In the period between that and the last stage of its redevelopment, Scotland made the European Championships twice and the 1998 World Cup.
But since Hampden was returned to Scottish football with a fancy new main stand in 1999, there has been nothing. Five World Cups, five European Championships, all of them missing the Tartan Army.
Here, BBC Scotland delves into the stats of Scotland's national stadium, to see if the heartbreak of the Hampden hoodoo is close to being lifted.
The good old days
Between 1980 and Scotland's goodbye to the old main stand in 1995, Scotland won 17 qualifiers out of 26, losing just twice. A win rate of 65%.
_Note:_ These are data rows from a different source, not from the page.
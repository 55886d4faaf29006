//! Compressed disjoint-interval representation of rank sets.
//!
//! Ranks are addressed as a sorted sequence of disjoint, maximally-coalesced
//! closed intervals `[lo, hi]` rather than as materialized lists, so that a
//! command or record addressed at tens of thousands of ranks costs O(number
//! of contiguous runs) rather than O(number of ranks).

use std::fmt;

use serde::{Deserialize, Serialize};

/// A set of non-negative integers stored as sorted, disjoint, coalesced
/// closed intervals.
#[derive(Debug, Clone, Default, Eq, Serialize, Deserialize)]
pub struct Interval {
    intervals: Vec<(i64, i64)>,
}

impl Interval {
    /// The empty interval.
    pub fn empty() -> Self {
        Self { intervals: Vec::new() }
    }

    /// A single contiguous range `[lo, hi]`.
    pub fn range_closed(lo: i64, hi: i64) -> Self {
        if hi < lo {
            return Self::empty();
        }
        Self { intervals: vec![(lo, hi)] }
    }

    /// A single rank.
    pub fn single(rank: i64) -> Self {
        Self::range_closed(rank, rank)
    }

    /// Build from a list of disjoint `(lo, hi)` tuples. Coalesces touching or
    /// adjacent intervals (`[a,b]` and `[b+1,c]` combine to `[a,c]`).
    ///
    /// Sorts first unless `sorted` is true, in which case the caller asserts
    /// the input is already sorted by `lo`.
    pub fn build(mut intervals: Vec<(i64, i64)>, sorted: bool) -> Self {
        if intervals.is_empty() {
            return Self::empty();
        }
        if !sorted {
            intervals.sort_by_key(|t| t.0);
        }
        let mut out = Vec::with_capacity(intervals.len());
        let mut cur = intervals[0];
        for &next in &intervals[1..] {
            if next.0 == cur.1 + 1 || next.0 <= cur.1 {
                cur = (cur.0, cur.1.max(next.1));
            } else {
                out.push(cur);
                cur = next;
            }
        }
        out.push(cur);
        Self { intervals: out }
    }

    /// Build from a list of individual integers (need not be sorted or
    /// unique).
    pub fn from_list(mut list: Vec<i64>, sorted: bool) -> Self {
        if list.is_empty() {
            return Self::empty();
        }
        if !sorted {
            list.sort_unstable();
        }
        let mut out = Vec::new();
        let mut cur_min = list[0];
        let mut cur_max = list[0];
        for &i in &list[1..] {
            if i == cur_max || i == cur_max + 1 {
                cur_max = cur_max.max(i);
            } else {
                out.push((cur_min, cur_max));
                cur_min = i;
                cur_max = i;
            }
        }
        out.push((cur_min, cur_max));
        Self { intervals: out }
    }

    /// Whether `i` is a member of this interval. O(log n) binary search.
    pub fn contains(&self, i: i64) -> bool {
        self.binary_search_intervals(i).is_some()
    }

    fn binary_search_intervals(&self, i: i64) -> Option<usize> {
        let mut low = 0usize;
        let mut high = self.intervals.len();
        while low < high {
            let mid = (low + high) / 2;
            let (lo, hi) = self.intervals[mid];
            if i < lo {
                high = mid;
            } else if i > hi {
                low = mid + 1;
            } else {
                return Some(mid);
            }
        }
        None
    }

    /// Lazily enumerate every integer represented by this interval, in
    /// ascending order.
    pub fn members(&self) -> Members<'_> {
        Members { intervals: &self.intervals, idx: 0, cur: self.intervals.first().map(|t| t.0) }
    }

    /// The underlying coalesced `(lo, hi)` tuples, in ascending order.
    pub fn ranges(&self) -> &[(i64, i64)] {
        &self.intervals
    }

    /// The smallest value in the interval, if non-empty.
    pub fn smallest(&self) -> Option<i64> {
        self.intervals.first().map(|t| t.0)
    }

    /// The largest value in the interval, if non-empty.
    pub fn largest(&self) -> Option<i64> {
        self.intervals.last().map(|t| t.1)
    }

    /// Whether this interval represents no integers.
    pub fn is_empty(&self) -> bool {
        self.intervals.is_empty()
    }

    /// The number of integers represented (not the number of runs).
    pub fn count(&self) -> u64 {
        self.intervals.iter().map(|(lo, hi)| (hi - lo + 1) as u64).sum()
    }

    /// The number of disjoint runs.
    pub fn run_count(&self) -> usize {
        self.intervals.len()
    }

    /// The single interval spanning from this interval's smallest to its
    /// largest value, filling any gaps.
    pub fn range(&self) -> Self {
        match (self.smallest(), self.largest()) {
            (Some(lo), Some(hi)) => Self::range_closed(lo, hi),
            _ => Self::empty(),
        }
    }

    fn interval_intersect(a: (i64, i64), b: (i64, i64)) -> Option<(i64, i64)> {
        if a.0 <= b.1 && b.0 <= a.1 {
            Some((a.0.max(b.0), a.1.min(b.1)))
        } else {
            None
        }
    }

    fn interval_difference(a: (i64, i64), b: (i64, i64)) -> Option<Vec<(i64, i64)>> {
        if a.0 <= b.1 && b.0 <= a.1 {
            if a.0 < b.0 {
                if a.1 <= b.1 {
                    Some(vec![(a.0, b.0 - 1)])
                } else {
                    Some(vec![(a.0, b.0 - 1), (b.1 + 1, a.1)])
                }
            } else if b.0 < a.0 {
                if a.1 <= b.1 { None } else { Some(vec![(b.1 + 1, a.1)]) }
            } else if b.1 < a.1 {
                Some(vec![(b.1 + 1, a.1)])
            } else {
                None
            }
        } else {
            Some(vec![a])
        }
    }

    /// Set union. O(n) merge sweep of both operand arrays.
    pub fn union(&self, other: &Interval) -> Interval {
        if other.is_empty() {
            return self.clone();
        }
        if self.is_empty() {
            return other.clone();
        }
        let mut all: Vec<(i64, i64)> =
            Vec::with_capacity(self.intervals.len() + other.intervals.len());
        all.extend_from_slice(&self.intervals);
        all.extend_from_slice(&other.intervals);
        Interval::build(all, false)
    }

    /// Set intersection. O(n) merge sweep.
    pub fn intersect(&self, other: &Interval) -> Interval {
        if self.is_empty() || other.is_empty() {
            return Interval::empty();
        }
        let mut k = 0usize;
        let mut out = Vec::new();
        for &interval in &self.intervals {
            while k < other.intervals.len() {
                let cand = other.intervals[k];
                if let Some(hit) = Self::interval_intersect(interval, cand) {
                    out.push(hit);
                    if cand.1 <= interval.1 { k += 1 } else { break }
                } else if cand.1 < interval.0 {
                    k += 1;
                } else {
                    break;
                }
            }
        }
        Interval::build(out, true)
    }

    /// List members of `list` that are also in this interval. O(k log n).
    pub fn intersect_list(&self, list: &[i64]) -> Vec<i64> {
        list.iter().copied().filter(|i| self.contains(*i)).collect()
    }

    /// Set difference `self - other`. O(n) merge sweep.
    pub fn difference(&self, other: &Interval) -> Interval {
        if other.is_empty() {
            return self.clone();
        }
        let mut k = 0usize;
        let mut out = Vec::new();
        for &interval in &self.intervals {
            let mut appended = false;
            while k < other.intervals.len() {
                if Self::interval_intersect(interval, other.intervals[k]).is_some() {
                    appended = true;
                    if let Some(diff) = Self::interval_difference(interval, other.intervals[k]) {
                        out.extend(diff);
                        if other.intervals[k].1 <= interval.1 { k += 1 } else { break }
                    } else {
                        k += 1;
                    }
                } else if other.intervals[k].0 > interval.1 {
                    if !appended {
                        out.push(interval);
                        appended = true;
                    }
                    k += 1;
                    break;
                } else {
                    k += 1;
                }
            }
            if k >= other.intervals.len() && !appended {
                out.push(interval);
            }
        }
        Interval::build(out, true)
    }

    /// Symmetric difference: `(self ∪ other) − (self ∩ other)`.
    pub fn symmetric_difference(&self, other: &Interval) -> Interval {
        self.union(other).difference(&self.intersect(other))
    }
}

/// Lazy forward iterator over the members of an [`Interval`].
pub struct Members<'a> {
    intervals: &'a [(i64, i64)],
    idx: usize,
    cur: Option<i64>,
}

impl Iterator for Members<'_> {
    type Item = i64;

    fn next(&mut self) -> Option<i64> {
        let cur = self.cur?;
        let (_, hi) = self.intervals[self.idx];
        let next = cur + 1;
        if next > hi {
            self.idx += 1;
            self.cur = self.intervals.get(self.idx).map(|t| t.0);
        } else {
            self.cur = Some(next);
        }
        Some(cur)
    }
}

impl PartialEq for Interval {
    fn eq(&self, other: &Self) -> bool {
        self.intervals == other.intervals
    }
}

impl std::hash::Hash for Interval {
    fn hash<H: std::hash::Hasher>(&self, state: &mut H) {
        // Order-independent fold: XOR each run's hash together so that two
        // intervals built from differently-ordered inputs, but equal after
        // coalescing, still hash equal.
        use std::hash::Hasher;
        let mut acc: u64 = 0;
        for run in &self.intervals {
            let mut h = std::collections::hash_map::DefaultHasher::new();
            run.hash(&mut h);
            acc ^= h.finish();
        }
        state.write_u64(acc);
    }
}

impl fmt::Display for Interval {
    fn fmt(&self, f: &mut fmt::Formatter<'_>) -> fmt::Result {
        let parts: Vec<String> = self
            .intervals
            .iter()
            .map(|(lo, hi)| if lo == hi { lo.to_string() } else { format!("{lo}-{hi}") })
            .collect();
        write!(f, "{}", parts.join(","))
    }
}

impl FromIterator<i64> for Interval {
    fn from_iter<T: IntoIterator<Item = i64>>(iter: T) -> Self {
        Interval::from_list(iter.into_iter().collect(), false)
    }
}

#[cfg(test)]
mod tests {
    use super::*;

    #[test]
    fn build_from_list_coalesces() {
        let iv = Interval::from_list(vec![1, 2, 3, 5, 6, 9], false);
        assert_eq!(iv.ranges(), &[(1, 3), (5, 6), (9, 9)]);
    }

    #[test]
    fn contains_matches_membership() {
        let iv = Interval::from_list(vec![1, 2, 3, 5, 6, 9], false);
        for i in 0..12 {
            let expect = [1, 2, 3, 5, 6, 9].contains(&i);
            assert_eq!(iv.contains(i), expect, "i={i}");
        }
    }

    #[test]
    fn union_matches_scenario_3() {
        let a = Interval::from_list(vec![1, 2, 3, 5, 6, 9], false);
        let b = Interval::from_list(vec![4, 7, 8], false);
        assert_eq!(a.union(&b).ranges(), &[(1, 9)]);
    }

    #[test]
    fn intersect_and_difference_match_scenario_3() {
        let a = Interval::from_list(vec![1, 2, 3, 5, 6, 9], false);
        let b = Interval::from_list(vec![2, 6, 9], false);
        assert_eq!(a.intersect(&b).ranges(), &[(2, 2), (6, 6), (9, 9)]);
        assert_eq!(a.difference(&b).ranges(), &[(1, 1), (3, 3), (5, 5)]);
    }

    #[test]
    fn union_commutative_and_counting_identity() {
        let a = Interval::from_list(vec![1, 2, 3, 10], false);
        let b = Interval::from_list(vec![2, 3, 4, 20], false);
        assert_eq!(a.union(&b), b.union(&a));
        assert_eq!(a.intersect(&b), b.intersect(&a));
        assert_eq!(a.count() + b.count(), a.union(&b).count() + a.intersect(&b).count());
        assert_eq!(a.symmetric_difference(&b), a.union(&b).difference(&a.intersect(&b)));
    }

    #[test]
    fn difference_self_minus_subset_disjoint_from_subset() {
        let a = Interval::from_list(vec![1, 2, 3, 4, 5], false);
        let b = Interval::from_list(vec![2, 3], false);
        let diff = a.difference(&b);
        assert!(diff.intersect(&b).is_empty());
    }

    #[test]
    fn empty_operand_returns_other() {
        let a = Interval::from_list(vec![1, 2, 3], false);
        let e = Interval::empty();
        assert_eq!(a.union(&e), a);
        assert_eq!(e.union(&a), a);
        assert!(a.intersect(&e).is_empty());
    }

    #[test]
    fn members_round_trip() {
        let original = vec![0, 1, 2, 5, 6, 7, 100];
        let iv = Interval::from_list(original.clone(), false);
        let rebuilt: Vec<i64> = iv.members().collect();
        assert_eq!(rebuilt, original);
    }

    #[test]
    fn hash_is_order_independent() {
        use std::collections::hash_map::DefaultHasher;
        use std::hash::{Hash, Hasher};

        let a = Interval::build(vec![(5, 6), (1, 3)], false);
        let b = Interval::build(vec![(1, 3), (5, 6)], false);
        assert_eq!(a, b);
        let mut ha = DefaultHasher::new();
        a.hash(&mut ha);
        let mut hb = DefaultHasher::new();
        b.hash(&mut hb);
        assert_eq!(ha.finish(), hb.finish());
    }

    #[test]
    fn display_formats_runs() {
        let iv = Interval::from_list(vec![1, 2, 3, 5], false);
        assert_eq!(iv.to_string(), "1-3,5");
    }
}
In the four years before it's re-opening, Ibrox, Celtic Park, Pittodrie, Tynecastle and Rugby Park hosted competitive games. Scotland won all five of their home World Cup qualifiers on their way to France 98.
Post-France, Scotland won three of their four qualifiers away from Hampden. Then they posted a 3-0 victory over Lithuania in the first game back at the swanky new pad.
And then the new home became haunted by ghosts of the past.
It all began with a 2-0 defeat by England at Hampden in the Euro 2000 play-offs. A 1-0 win at Wembley could not salvage qualification or indeed halt the downward spiral that would follow.
Scotland have played 46 competitive games at Hampden since its re-opening. They have won 22 of them, a win rate of 48%. The more telling statistic has been the 11 defeats.
In the three competitive home games played outside Hampden - two at Celtic Park and one at Ibrox - Scotland have won all three, scoring eight goals and conceding none.
In friendlies, Scotland's record at Hampden is poor. In 17 games, they have won just four. Yet, in friendlies elsewhere - at Pittodrie and Easter Road - they boast seven wins from 10.
All in all, in 63 games at Hampden in front of the upgraded main stand, Scotland have 26 wins. A win record of 41%.
Signs for optimism?
Scotland were temporarily deposed from their home due to the 2014 Commonwealth Games. They boasted Euro 2016 qualifying wins over Georgia at Ibrox, Republic of Ireland at Celtic Park, and a friendly win over Qatar at Easter Road. There was just one defeat, in a friendly to England.
Back to Glasgow's south side they went. A 6-1 thrashing of Gibraltar began a return to form in competitive games.
Nine games, five wins, three draws, and just one defeat - to the then-world champions Germany.
They have lost a few friendlies, but another three points against Israel would boost their win percentage to 60% in competitive games since returning to Hampden after the Commonwealth Games.